== PROVIDED ENTRIES

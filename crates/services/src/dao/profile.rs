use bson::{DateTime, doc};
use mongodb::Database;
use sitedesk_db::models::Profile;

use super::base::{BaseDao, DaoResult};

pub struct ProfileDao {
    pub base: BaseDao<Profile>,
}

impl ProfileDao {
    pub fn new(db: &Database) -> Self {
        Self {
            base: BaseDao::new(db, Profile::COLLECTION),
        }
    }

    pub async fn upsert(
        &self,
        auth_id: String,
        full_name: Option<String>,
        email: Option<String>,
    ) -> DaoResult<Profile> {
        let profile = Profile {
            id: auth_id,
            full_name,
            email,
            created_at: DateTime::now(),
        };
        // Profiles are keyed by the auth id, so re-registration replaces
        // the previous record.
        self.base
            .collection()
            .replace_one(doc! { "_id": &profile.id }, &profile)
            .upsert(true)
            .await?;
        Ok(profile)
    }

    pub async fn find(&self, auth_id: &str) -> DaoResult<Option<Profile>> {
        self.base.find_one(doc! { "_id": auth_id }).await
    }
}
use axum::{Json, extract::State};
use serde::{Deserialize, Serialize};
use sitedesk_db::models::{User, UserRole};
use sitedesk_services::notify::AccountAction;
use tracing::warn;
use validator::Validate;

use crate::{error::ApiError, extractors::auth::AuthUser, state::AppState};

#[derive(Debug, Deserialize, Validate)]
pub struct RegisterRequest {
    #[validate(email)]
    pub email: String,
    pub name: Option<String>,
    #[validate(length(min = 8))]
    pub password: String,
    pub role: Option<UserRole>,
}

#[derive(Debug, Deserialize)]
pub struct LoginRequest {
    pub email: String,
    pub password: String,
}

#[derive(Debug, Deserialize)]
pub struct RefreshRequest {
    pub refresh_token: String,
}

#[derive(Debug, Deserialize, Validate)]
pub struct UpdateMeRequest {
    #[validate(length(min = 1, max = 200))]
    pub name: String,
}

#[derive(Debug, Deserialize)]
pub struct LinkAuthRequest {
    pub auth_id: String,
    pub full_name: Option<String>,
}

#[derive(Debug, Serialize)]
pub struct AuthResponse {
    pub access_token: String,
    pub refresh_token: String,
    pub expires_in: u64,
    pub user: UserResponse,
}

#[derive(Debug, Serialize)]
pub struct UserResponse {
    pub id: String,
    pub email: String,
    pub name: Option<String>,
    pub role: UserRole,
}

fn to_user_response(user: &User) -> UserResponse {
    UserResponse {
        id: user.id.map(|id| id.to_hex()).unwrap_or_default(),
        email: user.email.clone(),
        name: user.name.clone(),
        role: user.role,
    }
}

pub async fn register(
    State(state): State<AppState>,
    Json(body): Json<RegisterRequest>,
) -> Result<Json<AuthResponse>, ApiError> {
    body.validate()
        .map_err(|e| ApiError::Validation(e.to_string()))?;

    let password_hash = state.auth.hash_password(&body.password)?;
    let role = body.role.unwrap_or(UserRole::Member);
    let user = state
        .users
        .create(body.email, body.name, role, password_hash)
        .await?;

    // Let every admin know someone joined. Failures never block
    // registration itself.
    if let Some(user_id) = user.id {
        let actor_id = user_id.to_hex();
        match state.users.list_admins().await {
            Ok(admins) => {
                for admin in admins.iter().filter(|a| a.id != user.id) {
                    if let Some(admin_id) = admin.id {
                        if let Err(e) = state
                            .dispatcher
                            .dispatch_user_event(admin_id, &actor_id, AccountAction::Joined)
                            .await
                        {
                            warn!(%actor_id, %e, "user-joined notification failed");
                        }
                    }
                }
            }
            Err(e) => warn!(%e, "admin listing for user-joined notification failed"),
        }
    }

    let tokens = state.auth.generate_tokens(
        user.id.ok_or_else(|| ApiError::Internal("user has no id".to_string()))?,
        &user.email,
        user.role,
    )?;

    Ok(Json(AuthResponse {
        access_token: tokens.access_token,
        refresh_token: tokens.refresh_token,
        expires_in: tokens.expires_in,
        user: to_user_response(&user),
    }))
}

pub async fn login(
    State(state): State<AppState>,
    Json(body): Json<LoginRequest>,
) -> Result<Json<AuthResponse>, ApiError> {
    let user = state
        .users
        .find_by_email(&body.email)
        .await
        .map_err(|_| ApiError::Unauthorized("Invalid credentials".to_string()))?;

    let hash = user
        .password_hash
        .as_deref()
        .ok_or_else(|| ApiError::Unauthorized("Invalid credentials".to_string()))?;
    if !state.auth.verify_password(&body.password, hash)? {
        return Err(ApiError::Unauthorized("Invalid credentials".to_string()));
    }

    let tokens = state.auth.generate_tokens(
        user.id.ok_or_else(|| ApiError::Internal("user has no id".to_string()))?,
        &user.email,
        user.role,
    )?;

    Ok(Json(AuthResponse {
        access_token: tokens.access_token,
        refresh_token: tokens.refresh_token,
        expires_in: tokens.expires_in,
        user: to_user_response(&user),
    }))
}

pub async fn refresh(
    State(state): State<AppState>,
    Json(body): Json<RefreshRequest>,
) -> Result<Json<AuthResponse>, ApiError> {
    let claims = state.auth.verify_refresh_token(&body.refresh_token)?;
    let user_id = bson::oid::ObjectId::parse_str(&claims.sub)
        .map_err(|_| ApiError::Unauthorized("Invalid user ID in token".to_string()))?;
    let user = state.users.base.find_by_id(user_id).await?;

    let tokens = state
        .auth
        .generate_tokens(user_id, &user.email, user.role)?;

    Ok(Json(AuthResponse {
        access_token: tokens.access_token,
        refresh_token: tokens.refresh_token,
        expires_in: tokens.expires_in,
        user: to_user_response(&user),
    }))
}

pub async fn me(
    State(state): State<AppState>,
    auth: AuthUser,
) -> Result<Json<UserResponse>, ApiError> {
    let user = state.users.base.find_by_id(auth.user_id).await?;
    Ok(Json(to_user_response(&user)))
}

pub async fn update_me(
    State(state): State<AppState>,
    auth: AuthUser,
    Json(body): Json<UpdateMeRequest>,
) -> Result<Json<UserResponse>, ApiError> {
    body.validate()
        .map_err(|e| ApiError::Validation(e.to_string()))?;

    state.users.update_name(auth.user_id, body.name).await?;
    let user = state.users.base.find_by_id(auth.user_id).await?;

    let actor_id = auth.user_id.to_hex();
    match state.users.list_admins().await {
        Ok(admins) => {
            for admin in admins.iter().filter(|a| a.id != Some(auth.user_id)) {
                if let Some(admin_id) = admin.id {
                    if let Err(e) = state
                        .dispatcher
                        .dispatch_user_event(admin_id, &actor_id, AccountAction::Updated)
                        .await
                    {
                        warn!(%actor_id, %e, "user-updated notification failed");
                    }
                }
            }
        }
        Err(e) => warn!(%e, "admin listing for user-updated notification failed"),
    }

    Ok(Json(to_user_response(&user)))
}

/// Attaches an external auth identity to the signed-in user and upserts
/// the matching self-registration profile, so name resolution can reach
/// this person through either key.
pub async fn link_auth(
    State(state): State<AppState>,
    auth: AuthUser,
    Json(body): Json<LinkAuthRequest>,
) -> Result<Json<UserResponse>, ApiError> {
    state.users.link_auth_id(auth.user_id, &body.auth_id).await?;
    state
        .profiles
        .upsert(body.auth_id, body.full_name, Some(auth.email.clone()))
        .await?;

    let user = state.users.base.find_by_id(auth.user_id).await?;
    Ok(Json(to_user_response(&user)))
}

====

**ACTIVITY:**
Reproduce exactly the lines from the beginning of the entries above up to and including the line that contains "pub struct UserResponse".

**REPLY TO THE TASK:**
filename crates/services/src/dao/profile.rs
use bson::{DateTime, doc};
use mongodb::Database;
use sitedesk_db::models::Profile;

use super::base::{BaseDao, DaoResult};

pub struct ProfileDao {
    pub base: BaseDao<Profile>,
}

impl ProfileDao {
    pub fn new(db: &Database) -> Self {
        Self {
            base: BaseDao::new(db, Profile::COLLECTION),
        }
    }

    pub async fn upsert(
        &self,
        auth_id: String,
        full_name: Option<String>,
        email: Option<String>,
    ) -> DaoResult<Profile> {
        let profile = Profile {
            id: auth_id,
            full_name,
            email,
            created_at: DateTime::now(),
        };
        // Profiles are keyed by the auth id, so re-registration replaces
        // the previous record.
        self.base
            .collection()
            .replace_one(doc! { "_id": &profile.id }, &profile)
            .upsert(true)
            .await?;
        Ok(profile)
    }

    pub async fn find(&self, auth_id: &str) -> DaoResult<Option<Profile>> {
        self.base.find_one(doc! { "_id": auth_id }).await
    }
}
use axum::{Json, extract::State};
use serde::{Deserialize, Serialize};
use sitedesk_db::models::{User, UserRole};
use sitedesk_services::notify::AccountAction;
use tracing::warn;
use validator::Validate;

use crate::{error::ApiError, extractors::auth::AuthUser, state::AppState};

#[derive(Debug, Deserialize, Validate)]
pub struct RegisterRequest {
    #[validate(email)]
    pub email: String,
    pub name: Option<String>,
    #[validate(length(min = 8))]
    pub password: String,
    pub role: Option<UserRole>,
}

#[derive(Debug, Deserialize)]
pub struct LoginRequest {
    pub email: String,
    pub password: String,
}

#[derive(Debug, Deserialize)]
pub struct RefreshRequest {
    pub refresh_token: String,
}

#[derive(Debug, Deserialize, Validate)]
pub struct UpdateMeRequest {
    #[validate(length(min = 1, max = 200))]
    pub name: String,
}

#[derive(Debug, Deserialize)]
pub struct LinkAuthRequest {
    pub auth_id: String,
    pub full_name: Option<String>,
}

#[derive(Debug, Serialize)]
pub struct AuthResponse {
    pub access_token: String,
    pub refresh_token: String,
    pub expires_in: u64,
    pub user: UserResponse,
}

#[derive(Debug, Serialize)]
pub struct UserResponse {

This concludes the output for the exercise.